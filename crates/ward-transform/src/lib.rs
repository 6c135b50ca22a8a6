pub mod aggregate;
pub mod enrich;
pub mod error;
pub mod kpi;
pub mod week;

use polars::prelude::DataFrame;
use tracing::debug;

use ward_model::{DepartmentSummary, KpiSummary, WeeklyTrend};

pub use aggregate::{department_summary, weekly_trend};
pub use enrich::enrich_visits;
pub use error::{Result, TransformError};
pub use kpi::compute_kpis;
pub use week::week_start;

/// Everything preprocessing produces for one run.
#[derive(Debug, Clone)]
pub struct Preprocessed {
    /// Visit table with the derived feature columns appended.
    pub frame: DataFrame,
    pub kpis: KpiSummary,
    pub departments: Vec<DepartmentSummary>,
    pub weekly: Vec<WeeklyTrend>,
}

/// Runs the full preprocessing stage over a raw visit table.
///
/// Enriches the table, then computes the KPI summary and both grouped
/// aggregates from the enriched result. Pure with respect to its input;
/// calling it again on the enriched output yields the same summaries.
pub fn preprocess(frame: &DataFrame) -> Result<Preprocessed> {
    if frame.height() == 0 {
        return Err(TransformError::EmptyTable);
    }
    let enriched = enrich_visits(frame)?;
    let kpis = compute_kpis(&enriched)?;
    let departments = department_summary(&enriched)?;
    let weekly = weekly_trend(&enriched)?;
    debug!(
        records = enriched.height(),
        departments = departments.len(),
        weeks = weekly.len(),
        "preprocessed visit table"
    );
    Ok(Preprocessed {
        frame: enriched,
        kpis,
        departments,
        weekly,
    })
}
//! Helpers for reading typed values out of visit frames.

use polars::prelude::*;

use crate::error::{IngestError, Result};

/// Converts a Polars AnyValue to its CSV cell representation.
/// Null becomes the empty string; floats drop trailing zeros.
pub fn any_to_string(value: AnyValue<'_>) -> String {
    match value {
        AnyValue::Null => String::new(),
        AnyValue::Int8(v) => v.to_string(),
        AnyValue::Int16(v) => v.to_string(),
        AnyValue::Int32(v) => v.to_string(),
        AnyValue::Int64(v) => v.to_string(),
        AnyValue::UInt8(v) => v.to_string(),
        AnyValue::UInt16(v) => v.to_string(),
        AnyValue::UInt32(v) => v.to_string(),
        AnyValue::UInt64(v) => v.to_string(),
        AnyValue::Float32(v) => format_numeric(f64::from(v)),
        AnyValue::Float64(v) => format_numeric(v),
        AnyValue::String(s) => s.to_string(),
        AnyValue::StringOwned(s) => s.to_string(),
        AnyValue::Boolean(b) => if b { "1" } else { "0" }.to_string(),
        other => other.to_string(),
    }
}

/// Formats a float without trailing zeros ("3.50" -> "3.5", "4.0" -> "4").
pub fn format_numeric(v: f64) -> String {
    let s = format!("{v}");
    if s.contains('.') {
        s.trim_end_matches('0').trim_end_matches('.').to_string()
    } else {
        s
    }
}

/// Parses a string as f64, returning None for invalid or empty strings.
pub fn parse_f64(value: &str) -> Option<f64> {
    let trimmed = value.trim();
    if trimmed.is_empty() {
        return None;
    }
    trimmed.parse::<f64>().ok()
}

/// Parses a string as i64, returning None for invalid or empty strings.
pub fn parse_i64(value: &str) -> Option<i64> {
    let trimmed = value.trim();
    if trimmed.is_empty() {
        return None;
    }
    trimmed.parse::<i64>().ok()
}

/// Looks up a column, mapping the not-found case to [`IngestError::MissingColumn`].
pub fn require_column<'a>(frame: &'a DataFrame, name: &str) -> Result<&'a Column> {
    frame.column(name).map_err(|_| IngestError::MissingColumn {
        name: name.to_string(),
    })
}

/// Typed view of a required f64 column.
pub fn f64_column<'a>(frame: &'a DataFrame, name: &str) -> Result<&'a Float64Chunked> {
    Ok(require_column(frame, name)?.f64()?)
}

/// Typed view of a required i64 column.
pub fn i64_column<'a>(frame: &'a DataFrame, name: &str) -> Result<&'a Int64Chunked> {
    Ok(require_column(frame, name)?.i64()?)
}

/// Typed view of a required string column.
pub fn str_column<'a>(frame: &'a DataFrame, name: &str) -> Result<&'a StringChunked> {
    Ok(require_column(frame, name)?.str()?)
}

Work request
Look through the material above and print exactly the lines from the one containing "pub struct Preprocessed" to the one containing "and both grouped", both included, and nothing more.

Response for this exercise
pub struct Preprocessed {
    /// Visit table with the derived feature columns appended.
    pub frame: DataFrame,
    pub kpis: KpiSummary,
    pub departments: Vec<DepartmentSummary>,
    pub weekly: Vec<WeeklyTrend>,
}

/// Runs the full preprocessing stage over a raw visit table.
///
/// Enriches the table, then computes the KPI summary and both grouped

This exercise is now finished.